Being incarcerated greatly increases the risk of contracting COVID-19. In fact, prisoners are 550% more likely to contract the virus and 300% more likely to die from it.

These facts do not appear to alarm South Carolina Department of Corrections prison officials.

SCDC denies life-saving drugs to women incarcerated at the Camille Graham Correctional Institution. It is also routinely allowing women to be exposed to the virus, putting them in unhygienic living conditions. Prison staff are not monitoring life-threatening symptoms among patients.

Nothing substantial is being done to prevent the spread of the virus on SCDC facilities.

On January 27, the Party for Socialism and Liberation joined the Black Liberation Fund, an external link from the organization Jailhouse Lawyers Speak and members of the family of women incarcerated in Camille Graham, outside the SCDC. A press conference was held to highlight the inhuman conditions faced by women at the site.

Press conference outside SCDC on 27 January.
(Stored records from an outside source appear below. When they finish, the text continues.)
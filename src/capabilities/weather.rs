use anyhow::{Context, Result, bail};
use async_trait::async_trait;
use serde::Deserialize;
use std::time::Duration;

use super::{Args, Capability, Schema};

const WTTR_URL: &str = "https://wttr.in";
const REQUEST_TIMEOUT: Duration = Duration::from_secs(15);

/// Current conditions from wttr.in for the location named by one input field.
pub struct WeatherCapability {
    location_field: String,
    schema: Schema,
    base_url: String,
    client: reqwest::Client,
}

impl Default for WeatherCapability {
    fn default() -> Self {
        Self::new("city")
    }
}

impl WeatherCapability {
    /// `location_field` is the input key holding the place name (e.g. `"city"`).
    pub fn new(location_field: impl Into<String>) -> Self {
        let location_field = location_field.into();
        Self {
            schema: Schema::new().required(location_field.clone()),
            location_field,
            base_url: WTTR_URL.to_string(),
            client: reqwest::Client::builder()
                .timeout(REQUEST_TIMEOUT)
                .build()
                .unwrap_or_default(),
        }
    }

    pub fn with_base_url(mut self, base_url: impl Into<String>) -> Self {
        self.base_url = base_url.into();
        self
    }

    fn format_report(location: &str, report: &WttrReport) -> Result<String> {
        let current = report
            .current_condition
            .first()
            .context("wttr.in returned no current conditions")?;
        let conditions = current
            .weather_desc
            .first()
            .map(|d| d.value.as_str())
            .unwrap_or("unknown");

        Ok(format!(
            "Weather in {location}:\n\
             Temperature: {}°C (feels like {}°C)\n\
             Conditions: {conditions}\n\
             Humidity: {}%\n\
             Wind: {} km/h",
            current.temp_c, current.feels_like_c, current.humidity, current.windspeed_kmph,
        ))
    }
}

#[async_trait]
impl Capability for WeatherCapability {
    fn name(&self) -> &str {
        "weather"
    }

    fn description(&self) -> &str {
        "Current temperature, conditions, humidity and wind for a location."
    }

    fn schema(&self) -> Option<&Schema> {
        Some(&self.schema)
    }

    async fn invoke(&self, args: &Args) -> Result<String> {
        let location = args
            .get(&self.location_field)
            .map(|s| s.trim())
            .filter(|s| !s.is_empty())
            .with_context(|| format!("missing '{}' argument", self.location_field))?;

        let url = reqwest::Url::parse_with_params(
            &format!("{}/{}", self.base_url, location),
            &[("format", "j1")],
        )?;
        let resp = self
            .client
            .get(url)
            .send()
            .await?;

        if !resp.status().is_success() {
            bail!("weather unavailable for {location} ({})", resp.status());
        }

        let report: WttrReport = resp.json().await?;
        Self::format_report(location, &report)
    }
}

#[derive(Debug, Deserialize)]
struct WttrReport {
    current_condition: Vec<CurrentCondition>,
}

#[derive(Debug, Deserialize)]
struct CurrentCondition {
    #[serde(rename = "temp_C")]
    temp_c: String,
    #[serde(rename = "FeelsLikeC")]
    feels_like_c: String,
    #[serde(rename = "weatherDesc", default)]
    weather_desc: Vec<Description>,
    humidity: String,
    #[serde(rename = "windspeedKmph")]
    windspeed_kmph: String,
}

#[derive(Debug, Deserialize)]
struct Description {
    value: String,
}

#[cfg(test)]
mod tests {
    use super::*;

    const SAMPLE: &str = r#"{
        "current_condition": [{
            "temp_C": "18",
            "FeelsLikeC": "17",
            "weatherDesc": [{"value": "Partly cloudy"}],
            "humidity": "64",
            "windspeedKmph": "11"
        }]
    }"#;

    #[test]
    fn schema_requires_location_field() {
        let weather = WeatherCapability::new("destination");
        let schema = weather.schema().unwrap();
        assert_eq!(schema.fields().len(), 1);
        assert_eq!(schema.fields()[0].name, "destination");
        assert!(schema.fields()[0].required);
    }

    #[test]
    fn default_location_field_is_city() {
        let weather = WeatherCapability::default();
        assert_eq!(weather.schema().unwrap().fields()[0].name, "city");
    }

    #[test]
    fn formats_current_conditions() {
        let report: WttrReport = serde_json::from_str(SAMPLE).unwrap();
        let text = WeatherCapability::format_report("Porto", &report).unwrap();
        assert!(text.starts_with("Weather in Porto:"));
        assert!(text.contains("18°C (feels like 17°C)"));
        assert!(text.contains("Partly cloudy"));
        assert!(text.contains("Humidity: 64%"));
        assert!(text.contains("Wind: 11 km/h"));
    }

    #[test]
    fn empty_report_is_an_error() {
        let report: WttrReport = serde_json::from_str(r#"{"current_condition": []}"#).unwrap();
        assert!(WeatherCapability::format_report("Porto", &report).is_err());
    }

    #[tokio::test]
    async fn blank_location_fails_before_any_request() {
        let weather = WeatherCapability::default();
        let args = Args::from([("city".to_string(), "  ".to_string())]);
        let err = weather.invoke(&args).await.unwrap_err();
        assert!(err.to_string().contains("city"));
    }
}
Liberation News’s photo.

According to family members, women incarcerated at Camille Graham Correctional Facility need life-saving medications, ranging from insulin to mental health medications to anticonvulsant medications.
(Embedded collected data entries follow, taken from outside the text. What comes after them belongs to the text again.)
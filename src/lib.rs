pub mod auth;
pub mod backend;
pub mod banner;
pub mod capabilities;
pub mod config;
pub mod consts;
pub mod crew;
pub mod crews;
pub mod engine;
pub mod events;
pub mod memory;
pub mod progress;
pub mod prompts;
pub mod relay;
pub mod spinner;
pub mod telemetry;
pub mod template;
Erica Anderson, who is incarcerated in Camille Graham, has been denied mental health medication since she tested positive for COVID-19. As a result, she faced excruciating withdrawal symptoms. Instead of monitoring their health closely, SCDC put these women in isolation, with even a roommate.
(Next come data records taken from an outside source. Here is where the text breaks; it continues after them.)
use anyhow::Result;
use async_trait::async_trait;
use serde::{Deserialize, Serialize};
use tracing::debug;

use crate::consts::DEFAULT_ANTHROPIC_MODEL;

use super::{Backend, BackendError, Completion, TokenUsage};

const API_URL: &str = "https://api.anthropic.com/v1/messages";
const API_VERSION: &str = "2023-06-01";
const MAX_TOKENS: u32 = 2048;
const PROVIDER: &str = "anthropic";

/// A backend that calls the Anthropic Messages API with a single user turn.
pub struct AnthropicBackend {
    model: String,
    api_key: String,
    temperature: f32,
    client: reqwest::Client,
}

impl AnthropicBackend {
    pub fn new(api_key: String, model: Option<String>) -> Self {
        Self {
            model: model.unwrap_or_else(|| DEFAULT_ANTHROPIC_MODEL.to_string()),
            api_key,
            temperature: 0.3,
            client: reqwest::Client::new(),
        }
    }

    pub fn with_temperature(mut self, temperature: f32) -> Self {
        self.temperature = temperature;
        self
    }

    pub fn model(&self) -> &str {
        &self.model
    }

    fn build_request<'a>(&'a self, prompt: &'a str) -> ApiRequest<'a> {
        ApiRequest {
            model: &self.model,
            max_tokens: MAX_TOKENS,
            temperature: self.temperature,
            messages: vec![Message {
                role: "user",
                content: prompt,
            }],
        }
    }

    fn parse_response(resp: ApiResponse) -> Result<Completion> {
        let text: String = resp
            .content
            .iter()
            .filter_map(|block| {
                if block.content_type == "text" {
                    block.text.as_deref()
                } else {
                    None
                }
            })
            .collect::<Vec<_>>()
            .join("");

        if text.trim().is_empty() {
            return Err(BackendError::EmptyCompletion {
                provider: PROVIDER.to_string(),
            }
            .into());
        }

        Ok(Completion {
            text,
            usage: resp.usage.map(|u| TokenUsage {
                input_tokens: u.input_tokens,
                output_tokens: u.output_tokens,
            }),
        })
    }
}

#[async_trait]
impl Backend for AnthropicBackend {
    fn name(&self) -> &str {
        PROVIDER
    }

    async fn generate(&self, prompt: &str) -> Result<Completion> {
        let body = self.build_request(prompt);

        let resp = self
            .client
            .post(API_URL)
            .header("anthropic-version", API_VERSION)
            .header("content-type", "application/json")
            .header("x-api-key", &self.api_key)
            .json(&body)
            .send()
            .await?;

        if !resp.status().is_success() {
            let status = resp.status().as_u16();
            let text = resp.text().await.unwrap_or_default();
            return Err(BackendError::from_status(PROVIDER, status, text).into());
        }

        let api_resp: ApiResponse = resp.json().await?;
        let completion = Self::parse_response(api_resp)?;
        if let Some(usage) = completion.usage {
            debug!(
                input = usage.input_tokens,
                output = usage.output_tokens,
                "anthropic token usage"
            );
        }
        Ok(completion)
    }
}

// --- API types ---

#[derive(Serialize)]
struct ApiRequest<'a> {
    model: &'a str,
    max_tokens: u32,
    temperature: f32,
    messages: Vec<Message<'a>>,
}

#[derive(Serialize)]
struct Message<'a> {
    role: &'a str,
    content: &'a str,
}

#[derive(Deserialize)]
struct ApiResponse {
    content: Vec<ContentBlock>,
    usage: Option<Usage>,
}

#[derive(Deserialize)]
struct ContentBlock {
    #[serde(rename = "type")]
    content_type: String,
    text: Option<String>,
}

#[derive(Deserialize)]
struct Usage {
    input_tokens: u64,
    output_tokens: u64,
}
Morgan Anderson, a local student activist and daughter of Erica Anderson, explained: “They are not allowed to bring their things, they are not allowed to have paper or pen and they were not giving people their medicine.” She continued, “My mom told me about an incident where she met someone who was not getting insulin and her body was starting to shut down.”

This is not the first time that Camille Graham has appeared on the news for abusing and neglecting inmates. The facility has a long history of abusing women trapped there.

In 2019, Dr. Pamela Crawford, a psychiatrist who worked with inmates in Camille Graham, testified in front of a Corrections oversight panel on the heinous abuse she saw being carried out against patients with mental health problems. She documented the testimony of patients with acute mental health crises being punished, as well as women with different disabilities being placed in solitary confinement for long periods of time.

The South Carolina Department of Corrections is known for the many human rights abuses faced by people incarcerated at its 21 facilities.

Latisha Imarra, founder and director of the Black Liberation Fund, whose husband David “Shango” Ballard is incarcerated at the Perry Correctional Institution, said that her husband had been subjected to racist verbal abuse, as well as physical abuse at the hands of prison officers inside Perry.

She explained: “He was pressured and had his dreadlocks shaved, then thrown into solitary confinement, because he complained about the verbal abuse he was subjected to.”

“They do this because they don’t care. They do not regard prisoners as human beings worthy of basic human rights. ”Said Kym Smith, external representative for Jailhouse Lawyers Speak, when asked why SCDC would allow conditions within its facilities to go from bad to worse.

As COVID’s numbers increase across the country, it becomes obvious that the struggle must continue for the women incarcerated in Camille Graham and for all those incarcerated in South Carolina.